We’ve witnessed this firsthand with the acquisition of Newstrike Brands Ltd by our portfolio’s HEXO.
Announced in March and closed in May, Newstrike brings to HEXO the licenses necessary to expand faster than would otherwise be the case. But HEXO isn’t the most active company in the business when it comes to the M&A activity. This honor belongs to Aurora Cannabis, a Canada-based company engaged in the production and distribution of medical cannabis.
Over the past three years, the total value of Aurora’s M&A transactions, according to FactSet, amounted to $3.473 billion; six transactions have been reported, with one canceled and five already closed.
These transactions include the May 2018 acquisition of MedReleaf. At $1.8 billion, this was Aurora’s largest deal. The others included the $573 million purchase of the 97% of CanniMed (the stake not owned at that time) in November 2017, the September 2018 acquisition of ICC Labs (for $216.1 million), and a couple of smaller buys.
Let’s Find Some Cannabis M&A Targets
This brings me to today’s watch list. On it, I highlight a few companies where rising share-prices can be used as acquisition currency; these are the companies that I’ll be watching for their M&A potential. One or more of these companies could lead the next wave of pot industry growth — and become its beneficiaries by virtue of the acquired size.
Aurora Cannabis (ACB)
Not surprisingly, the list features Aurora Cannabis. The company — which sports industry-leading production capacity (it’s expected to reach about 882,000 pounds of cannabis over the next few years) and is present in 24 countries — has seen its stock rally by almost 50% this year.

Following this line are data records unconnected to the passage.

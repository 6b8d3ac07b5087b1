//! # floorsketch Core
//!
//! Core types shared by the floorsketch crates: surface-space points,
//! RGB colors and the error taxonomy used by the sketch engine.

pub mod color;
pub mod error;
pub mod point;

pub use color::Color;
pub use error::{Error, Result, SketchError};
pub use point::Point;
//! Configuration management for floorsketch
//!
//! Provides configuration file handling and validation. Supports JSON and
//! TOML file formats; the default location is platform-specific.
//!
//! Configuration is organized into sections:
//! - Surface (size, grid)
//! - Palette (pen colors, first entry is the default pen)
//! - Markers (color, glyph and legend label per marker kind)
//! - Export (frame geometry, texts, colors)

use crate::error::{ConfigError, SettingsError, SettingsResult};
use floorsketch_core::Color;
use floorsketch_sketch::{default_palette, ExportLayout, MarkerTable, PaletteColor, SessionOptions};
use serde::{Deserialize, Serialize};
use std::path::{Path, PathBuf};
use tracing::{debug, info};

/// Largest accepted surface edge in pixels.
pub const MAX_SURFACE_EDGE: u32 = 8192;

/// Drawing surface settings
#[derive(Debug, Clone, PartialEq, Serialize, Deserialize)]
#[serde(default)]
pub struct SurfaceSettings {
    /// Surface width in pixels
    pub width: u32,
    /// Surface height in pixels
    pub height: u32,
    /// Show the reference grid when a session opens
    pub grid_visible: bool,
    /// Grid line spacing in surface units
    pub grid_spacing: f32,
}

impl Default for SurfaceSettings {
    fn default() -> Self {
        Self {
            width: 800,
            height: 600,
            grid_visible: true,
            grid_spacing: 20.0,
        }
    }
}

/// Complete application configuration
#[derive(Debug, Clone, PartialEq, Serialize, Deserialize)]
#[serde(default)]
pub struct Config {
    pub surface: SurfaceSettings,
    pub palette: Vec<PaletteColor>,
    pub markers: MarkerTable,
    pub export: ExportLayout,
}

impl Default for Config {
    fn default() -> Self {
        Self {
            surface: SurfaceSettings::default(),
            palette: default_palette(),
            markers: MarkerTable::default(),
            export: ExportLayout::default(),
        }
    }
}

enum Format {
    Json,
    Toml,
}

fn format_of(path: &Path) -> SettingsResult<Format> {
    match path.extension().and_then(|ext| ext.to_str()) {
        Some("json") => Ok(Format::Json),
        Some("toml") => Ok(Format::Toml),
        other => Err(ConfigError::UnsupportedFormat(other.unwrap_or("").to_string()).into()),
    }
}

impl Config {
    /// Create new config with defaults
    pub fn new() -> Self {
        Self::default()
    }

    /// `<config dir>/floorsketch/config.toml`
    pub fn default_path() -> SettingsResult<PathBuf> {
        dirs::config_dir()
            .map(|dir| dir.join("floorsketch").join("config.toml"))
            .ok_or_else(|| {
                SettingsError::ConfigDirectory("No configuration directory on this platform".into())
            })
    }

    /// Load config from file (JSON or TOML)
    pub fn load_from_file(path: &Path) -> SettingsResult<Self> {
        let format = format_of(path)?;
        let content = std::fs::read_to_string(path)?;

        let config: Self = match format {
            Format::Json => serde_json::from_str(&content)?,
            Format::Toml => toml::from_str(&content)?,
        };

        config.validate()?;
        debug!("Loaded configuration from {}", path.display());
        Ok(config)
    }

    /// Loads `path` when given, otherwise the default location if a file
    /// exists there, otherwise the built-in defaults.
    pub fn load_or_default(path: Option<&Path>) -> SettingsResult<Self> {
        if let Some(path) = path {
            return Self::load_from_file(path);
        }
        match Self::default_path() {
            Ok(default) if default.exists() => Self::load_from_file(&default),
            _ => {
                debug!("No configuration file found, using defaults");
                Ok(Self::default())
            }
        }
    }

    /// Save config to file (JSON or TOML), creating parent directories
    pub fn save_to_file(&self, path: &Path) -> SettingsResult<()> {
        self.validate()?;

        let content = match format_of(path)? {
            Format::Json => serde_json::to_string_pretty(self)?,
            Format::Toml => toml::to_string_pretty(self)?,
        };

        if let Some(parent) = path.parent().filter(|p| !p.as_os_str().is_empty()) {
            std::fs::create_dir_all(parent)?;
        }
        std::fs::write(path, content)?;
        info!("Saved configuration to {}", path.display());
        Ok(())
    }

    /// Validate configuration
    pub fn validate(&self) -> Result<(), ConfigError> {
        let surface = &self.surface;
        if surface.width == 0 || surface.width > MAX_SURFACE_EDGE {
            return Err(ConfigError::out_of_range("surface.width", surface.width));
        }
        if surface.height == 0 || surface.height > MAX_SURFACE_EDGE {
            return Err(ConfigError::out_of_range("surface.height", surface.height));
        }
        if !surface.grid_spacing.is_finite() || surface.grid_spacing <= 0.0 {
            return Err(ConfigError::out_of_range(
                "surface.grid_spacing",
                surface.grid_spacing,
            ));
        }

        if self.palette.is_empty() {
            return Err(ConfigError::Empty("palette".to_string()));
        }

        if self.export.padding > MAX_SURFACE_EDGE {
            return Err(ConfigError::out_of_range("export.padding", self.export.padding));
        }
        if self.export.header_height > MAX_SURFACE_EDGE {
            return Err(ConfigError::out_of_range(
                "export.header_height",
                self.export.header_height,
            ));
        }
        if self.export.footer_height > MAX_SURFACE_EDGE {
            return Err(ConfigError::out_of_range(
                "export.footer_height",
                self.export.footer_height,
            ));
        }

        Ok(())
    }

    /// Pen active when a session opens.
    pub fn default_color(&self) -> Color {
        self.palette
            .first()
            .map(|entry| entry.value)
            .unwrap_or(Color::rgb(0x1e, 0x40, 0xaf))
    }

    pub fn session_options(&self) -> SessionOptions {
        SessionOptions {
            width: self.surface.width,
            height: self.surface.height,
            grid_visible: self.surface.grid_visible,
            grid_spacing: self.surface.grid_spacing,
            default_color: self.default_color(),
            markers: self.markers.clone(),
            export: self.export.clone(),
        }
    }
}
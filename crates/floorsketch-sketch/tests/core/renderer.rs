use floorsketch_sketch::typography::{measure_text, FontWeight, TextStyle};
use floorsketch_sketch::{
    Color, DrawnElement, ElementCollection, ElementKind, MarkerKind, Point, SketchRenderer,
    MEASUREMENT_ACCENT,
};
use tiny_skia::Pixmap;

fn surface() -> Pixmap {
    Pixmap::new(200, 160).unwrap()
}

fn is_white(pixmap: &Pixmap, x: u32, y: u32) -> bool {
    let px = pixmap.pixel(x, y).unwrap();
    px.red() == 255 && px.green() == 255 && px.blue() == 255
}

fn close_to(pixmap: &Pixmap, x: u32, y: u32, color: Color) -> bool {
    let px = pixmap.pixel(x, y).unwrap().demultiply();
    let near = |a: u8, b: u8| (a as i16 - b as i16).abs() <= 3;
    near(px.red(), color.r) && near(px.green(), color.g) && near(px.blue(), color.b)
}

#[test]
fn test_grid_toggle() {
    let mut renderer = SketchRenderer::default();
    let mut pixmap = surface();
    let elements = ElementCollection::new();

    renderer.redraw(&mut pixmap, &elements, None, Color::BLACK);
    assert!((18..=21).any(|x| !is_white(&pixmap, x, 10)));

    renderer.set_grid_visible(false);
    renderer.redraw(&mut pixmap, &elements, None, Color::BLACK);
    assert!(pixmap.pixels().iter().all(|p| p.red() == 255 && p.blue() == 255));
}

#[test]
fn test_rect_drawn_in_any_drag_direction() {
    let renderer = SketchRenderer::default().with_grid(false, 20.0);
    let color = Color::rgb(0x1e, 0x40, 0xaf);
    let mut elements = ElementCollection::new();
    elements.push(DrawnElement::new(
        ElementKind::Rect {
            start: Point::new(100.0, 80.0),
            end: Point::new(20.0, 10.0),
        },
        color,
    ));

    let mut pixmap = surface();
    renderer.redraw(&mut pixmap, &elements, None, Color::BLACK);

    assert!(close_to(&pixmap, 20, 40, color));
    assert!(close_to(&pixmap, 60, 80, color));
    assert!(is_white(&pixmap, 60, 40));
}

#[test]
fn test_marker_disc_uses_table_color() {
    let renderer = SketchRenderer::default().with_grid(false, 20.0);
    let mut elements = ElementCollection::new();
    elements.push(DrawnElement::new(
        ElementKind::Marker {
            at: Point::new(100.0, 100.0),
            marker_type: MarkerKind::Water,
        },
        Color::BLACK,
    ));

    let mut pixmap = surface();
    renderer.redraw(&mut pixmap, &elements, None, Color::BLACK);

    assert!(close_to(&pixmap, 100, 112, Color::rgb(0x3b, 0x82, 0xf6)));
    assert!(is_white(&pixmap, 100, 130));
}

#[test]
fn test_draft_drawn_on_top() {
    let renderer = SketchRenderer::default().with_grid(false, 20.0);
    let draft_color = Color::rgb(0xdc, 0x26, 0x26);
    let draft = ElementKind::Line {
        start: Point::new(0.0, 50.5),
        end: Point::new(200.0, 50.5),
    };

    let mut pixmap = surface();
    renderer.redraw(&mut pixmap, &ElementCollection::new(), Some(&draft), draft_color);
    assert!(close_to(&pixmap, 100, 50, draft_color));

    renderer.redraw(&mut pixmap, &ElementCollection::new(), None, draft_color);
    assert!(is_white(&pixmap, 100, 50));
}

#[test]
fn test_single_point_freehand_draws_nothing() {
    let renderer = SketchRenderer::default().with_grid(false, 20.0);
    let mut elements = ElementCollection::new();
    elements.push(DrawnElement::new(
        ElementKind::Freehand {
            points: vec![Point::new(50.0, 50.0)],
        },
        Color::BLACK,
    ));

    let mut pixmap = surface();
    renderer.redraw(&mut pixmap, &elements, None, Color::BLACK);
    assert!(pixmap.pixels().iter().all(|p| p.red() == 255));
}

#[test]
fn test_measurement_line_is_accent_colored() {
    let renderer = SketchRenderer::default().with_grid(false, 20.0);
    let mut elements = ElementCollection::new();
    elements.push(DrawnElement::new(
        ElementKind::Measurement {
            start: Point::new(10.0, 100.0),
            end: Point::new(190.0, 100.0),
            text: String::new(),
        },
        Color::BLACK,
    ));

    let mut pixmap = surface();
    renderer.redraw(&mut pixmap, &elements, None, Color::BLACK);

    // End cap at the start point spans eight units above and below.
    assert!(!is_white(&pixmap, 10, 94));
    assert!(!is_white(&pixmap, 10, 105));
    assert!(is_white(&pixmap, 10, 120));
}

#[test]
fn test_measurement_label_box_covers_elements_below() {
    let renderer = SketchRenderer::default().with_grid(false, 20.0);
    let mut elements = ElementCollection::new();
    elements.push(DrawnElement::new(
        ElementKind::Line {
            start: Point::new(0.0, 95.5),
            end: Point::new(200.0, 95.5),
        },
        Color::BLACK,
    ));
    elements.push(DrawnElement::new(
        ElementKind::Measurement {
            start: Point::new(10.0, 100.0),
            end: Point::new(190.0, 100.0),
            text: "2,00 m".to_string(),
        },
        MEASUREMENT_ACCENT,
    ));

    let mut pixmap = surface();
    renderer.redraw(&mut pixmap, &elements, None, Color::BLACK);

    // Label box is centered on the midpoint (100, 100), 20 high.
    let style = TextStyle::new(12.0, FontWeight::Bold, MEASUREMENT_ACCENT);
    let text_width = measure_text("2,00 m", &style);
    let box_left = 100.0 - text_width / 2.0 - 4.0;
    let inside_padding = (box_left + 2.0).floor() as u32;

    // The black line runs through the box but is hidden inside its padding.
    assert!(close_to(&pixmap, 5, 95, Color::BLACK));
    assert!(is_white(&pixmap, inside_padding, 95));

    // Top edge of the box sits at y = 90.
    let outline = pixmap.pixel(100, 89).unwrap().demultiply();
    assert!(outline.red() < 200);
    assert!(outline.blue() as i16 - outline.red() as i16 > 60);
}

#[test]
fn test_text_stays_near_its_anchor() {
    let renderer = SketchRenderer::default().with_grid(false, 20.0);
    let color = Color::rgb(0xdc, 0x26, 0x26);
    let mut elements = ElementCollection::new();
    elements.push(DrawnElement::new(
        ElementKind::Text {
            anchor: Point::new(20.0, 50.0),
            text: "Küche".to_string(),
        },
        color,
    ));

    let mut pixmap = surface();
    renderer.redraw(&mut pixmap, &elements, None, Color::BLACK);

    let width = measure_text("Küche", &TextStyle::new(14.0, FontWeight::Bold, color));
    let right = (20.0 + width + 4.0).ceil() as u32;
    for y in 0..pixmap.height() {
        for x in 0..pixmap.width() {
            if !is_white(&pixmap, x, y) {
                assert!((18..=right).contains(&x), "pixel at x={} outside text run", x);
                assert!((32..=56).contains(&y), "pixel at y={} outside text line", y);
            }
        }
    }
}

With its share-price up this much, ACB is getting more potential M&A power — if the company indeed decides that it should keep collecting pot-related assets. In any case, ACB is the industry leader that must stay on our radar.
Harvest Health (HRVSF)
Another company with a strong year-to-date and one-year stock appreciation, Arizona-based Harvest Health & Recreation engages in the cultivation, processing, distribution, and sale of cannabis and cannabis-related products, including inhalable and ingestible products (vaporizer cartridges and edibles); the company already has 16 stores open and is working on extending its reach to more locations. The company plans to have 60 stores at year-end.
Because of its smaller size, Harvest Health isn’t set to make a mega-deal any time soon. But it’s been steadily executing smaller acquisitions, and, over the past year, has done eight transactions with a total value of more than $1.1 billion. This well-run company is one to watch.
Canada-based TerrAscend, a medical marijuana company and the smallest company on this list, has also been active recently, with two transactions over the past year valuing almost $372 million. The larger one, a bid to acquire RHMT LLC, for $348.7 million in stock and cash, is still pending.
Intended to establish TerrAscend’s retail presence in the United States — RHMT is based in San Francisco — the deal was announced in February 2019 and is expected to close this quarter.
Canada-based Aphria engages in the production and supply of medical cannabis, with products that include cannabis capsules, oral solutions, concentrate syringes and tetrahydrocannabinol and cannabidiol vaporizers. It has been the target of a failed acquisition itself. In December 2018, it was targeted by Green Growth Brands, at that time known as Xanthic Biopharma Inc, in a $1.5 billion in stock transaction, a 45.5% premium to Aphria’s last closing price on December 24, 2018, the day before the deal was announced.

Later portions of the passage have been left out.